[RFC PATCH] tests/qtest: Don't parallelize migration-test

Peter Maydell posted 1 patch 2 months, 2 weeks ago
tests/qtest/meson.build | 16 ++++++++++++++++
1 file changed, 16 insertions(+)
[RFC PATCH] tests/qtest: Don't parallelize migration-test
Posted by Peter Maydell 2 months, 2 weeks ago
The migration-test is a long-running test whose subtests all launch
at least two QEMU processes.  This means that if for example the host
has 4 CPUs then 'make check' defaults to a parallelism of 5, and if
we launch 5 migration-tests in parallel then we will be running 10
QEMU instances on a 4 CPU system.  If the system is not very fast
then the test can spuriously time out because the different tests are
all stealing CPU from each other.  This seems to particularly be a
problem on our S390 CI job and the cross-i686-tci CI job.

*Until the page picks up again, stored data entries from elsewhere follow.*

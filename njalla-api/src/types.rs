use chrono::{DateTime, Utc};
use serde::{Deserialize, Serialize};

// ============ Constants ============

/// TTL values (seconds) the API accepts for DNS records.
pub const VALID_TTL: &[i64] = &[60, 300, 900, 3600, 10800, 21600, 86400];

/// MX priority values the API accepts.
pub const VALID_PRIORITY: &[i64] = &[0, 1, 5, 10, 20, 30, 40, 50, 60];

// ============ Record Types ============

/// DNS record type as understood by the Njalla API.
///
/// Serialized in upper case (`"AAAA"`, `"NAPTR"`, ...) except `Dynamic`,
/// which Njalla spells in mixed case. Parsing is case-insensitive. Types
/// without a variant (`ANAME`, `Redirect`, ...) are kept verbatim in
/// [`Other`](Self::Other) so a listing never fails on them.
#[derive(Debug, Clone, PartialEq, Eq, Hash, Serialize, Deserialize)]
#[serde(from = "String", into = "String")]
pub enum RecordType {
    Txt,
    A,
    Aaaa,
    Mx,
    Cname,
    Caa,
    Ptr,
    Ns,
    Tlsa,
    Naptr,
    Srv,
    Sshfp,
    Https,
    Svcb,
    Dynamic,
    /// Any type this crate does not model, as sent by the API.
    Other(String),
}

impl RecordType {
    /// Wire representation.
    pub fn as_str(&self) -> &str {
        match self {
            Self::Txt => "TXT",
            Self::A => "A",
            Self::Aaaa => "AAAA",
            Self::Mx => "MX",
            Self::Cname => "CNAME",
            Self::Caa => "CAA",
            Self::Ptr => "PTR",
            Self::Ns => "NS",
            Self::Tlsa => "TLSA",
            Self::Naptr => "NAPTR",
            Self::Srv => "SRV",
            Self::Sshfp => "SSHFP",
            Self::Https => "HTTPS",
            Self::Svcb => "SVCB",
            Self::Dynamic => "Dynamic",
            Self::Other(name) => name,
        }
    }

    /// Whether records of this type carry a `prio` field.
    pub fn has_priority(&self) -> bool {
        matches!(self, Self::Mx | Self::Srv)
    }
}

impl std::fmt::Display for RecordType {
    fn fmt(&self, f: &mut std::fmt::Formatter<'_>) -> std::fmt::Result {
        f.write_str(self.as_str())
    }
}

impl std::str::FromStr for RecordType {
    type Err = std::convert::Infallible;

    fn from_str(s: &str) -> Result<Self, Self::Err> {
        Ok(match s.to_ascii_uppercase().as_str() {
            "TXT" => Self::Txt,
            "A" => Self::A,
            "AAAA" => Self::Aaaa,
            "MX" => Self::Mx,
            "CNAME" => Self::Cname,
            "CAA" => Self::Caa,
            "PTR" => Self::Ptr,
            "NS" => Self::Ns,
            "TLSA" => Self::Tlsa,
            "NAPTR" => Self::Naptr,
            "SRV" => Self::Srv,
            "SSHFP" => Self::Sshfp,
            "HTTPS" => Self::Https,
            "SVCB" => Self::Svcb,
            "DYNAMIC" => Self::Dynamic,
            _ => Self::Other(s.to_string()),
        })
    }
}

impl From<String> for RecordType {
    fn from(value: String) -> Self {
        match value.parse() {
            Ok(parsed) => parsed,
            Err(never) => match never {},
        }
    }
}

impl From<RecordType> for String {
    fn from(value: RecordType) -> Self {
        match value {
            RecordType::Other(name) => name,
            known => known.as_str().to_string(),
        }
    }
}

// ============ Records ============

/// A DNS record stored at Njalla.
#[derive(Debug, Clone, PartialEq, Eq, Serialize, Deserialize)]
pub struct Record {
    /// Numeric record ID, unique within the account.
    pub id: u64,
    /// Relative name (`@` for the apex).
    pub name: String,
    #[serde(rename = "type")]
    pub record_type: RecordType,
    pub content: String,
    pub ttl: u32,
    /// Priority, only present for MX/SRV.
    #[serde(default, skip_serializing_if = "Option::is_none")]
    pub prio: Option<u32>,
}

/// Fields needed to create a record.
#[derive(Debug, Clone, PartialEq, Eq, Serialize)]
pub struct NewRecord {
    pub name: String,
    #[serde(rename = "type")]
    pub record_type: RecordType,
    pub content: String,
    pub ttl: u32,
    #[serde(skip_serializing_if = "Option::is_none")]
    pub prio: Option<u32>,
}

impl NewRecord {
    /// Attaches an ID, producing the full record used for edits.
    pub fn with_id(self, id: u64) -> Record {
        Record {
            id,
            name: self.name,
            record_type: self.record_type,
            content: self.content,
            ttl: self.ttl,
            prio: self.prio,
        }
    }
}

// ============ Domains ============

/// A domain registered in the account.
#[derive(Debug, Clone, PartialEq, Eq, Serialize, Deserialize)]
pub struct Domain {
    pub name: String,
    /// Registration status as reported by Njalla (`active`, `inactive`, ...).
    #[serde(default)]
    pub status: String,
    #[serde(
        default,
        with = "crate::utils::datetime",
        skip_serializing_if = "Option::is_none"
    )]
    pub expiry: Option<DateTime<Utc>>,
}

// ============ Servers ============

/// A virtual server.
///
/// Only `id` is guaranteed; `add-server` answers with a partial object.
#[derive(Debug, Clone, PartialEq, Eq, Serialize, Deserialize)]
pub struct Server {
    pub id: String,
    #[serde(default)]
    pub name: String,
    /// Instance type, e.g. `njalla1`.
    #[serde(rename = "type", default)]
    pub instance_type: String,
    #[serde(default)]
    pub status: String,
    #[serde(default)]
    pub os: String,
    #[serde(default)]
    pub ssh_key: String,
    /// Assigned addresses; empty until provisioning completes.
    #[serde(default)]
    pub ips: Vec<String>,
    #[serde(default)]
    pub reverse_name: Option<String>,
    #[serde(default)]
    pub os_state: Option<String>,
    #[serde(default)]
    pub autorenew: bool,
    #[serde(
        default,
        with = "crate::utils::datetime",
        skip_serializing_if = "Option::is_none"
    )]
    pub expiry: Option<DateTime<Utc>>,
}

impl Server {
    /// First assigned address, if provisioning has finished.
    pub fn public_ip(&self) -> Option<&str> {
        self.ips.first().map(String::as_str)
    }
}

/// Fields needed to order a server.
#[derive(Debug, Clone, PartialEq, Eq, Serialize)]
pub struct NewServer {
    pub name: String,
    #[serde(rename = "type")]
    pub instance_type: String,
    pub os: String,
    pub ssh_key: String,
    pub months: u32,
}

/// Parameters for reinstalling a server.
#[derive(Debug, Clone, PartialEq, Eq, Serialize)]
pub struct ServerReset {
    pub id: String,
    pub os: String,
    pub ssh_key: String,
    #[serde(rename = "type")]
    pub instance_type: String,
}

Force meson to run migration-test non-parallel, so there is never any
other test running at the same time as it.  This will slow down
overall test execution time somewhat, but hopefully make our CI less
flaky.

The downside is that because each migration-test instance runs for
between 2 and 5 minutes and we run it for five architectures this
significantly increases the runtime.  For an all-architectures build
on my local machine 'make check -j8' goes from

 real    8m19.127s
 user    31m47.534s
 sys     19m42.650s

to

 real    20m31.218s
 user    32m48.712s
 sys     19m52.133s

more than doubling the wallclock runtime.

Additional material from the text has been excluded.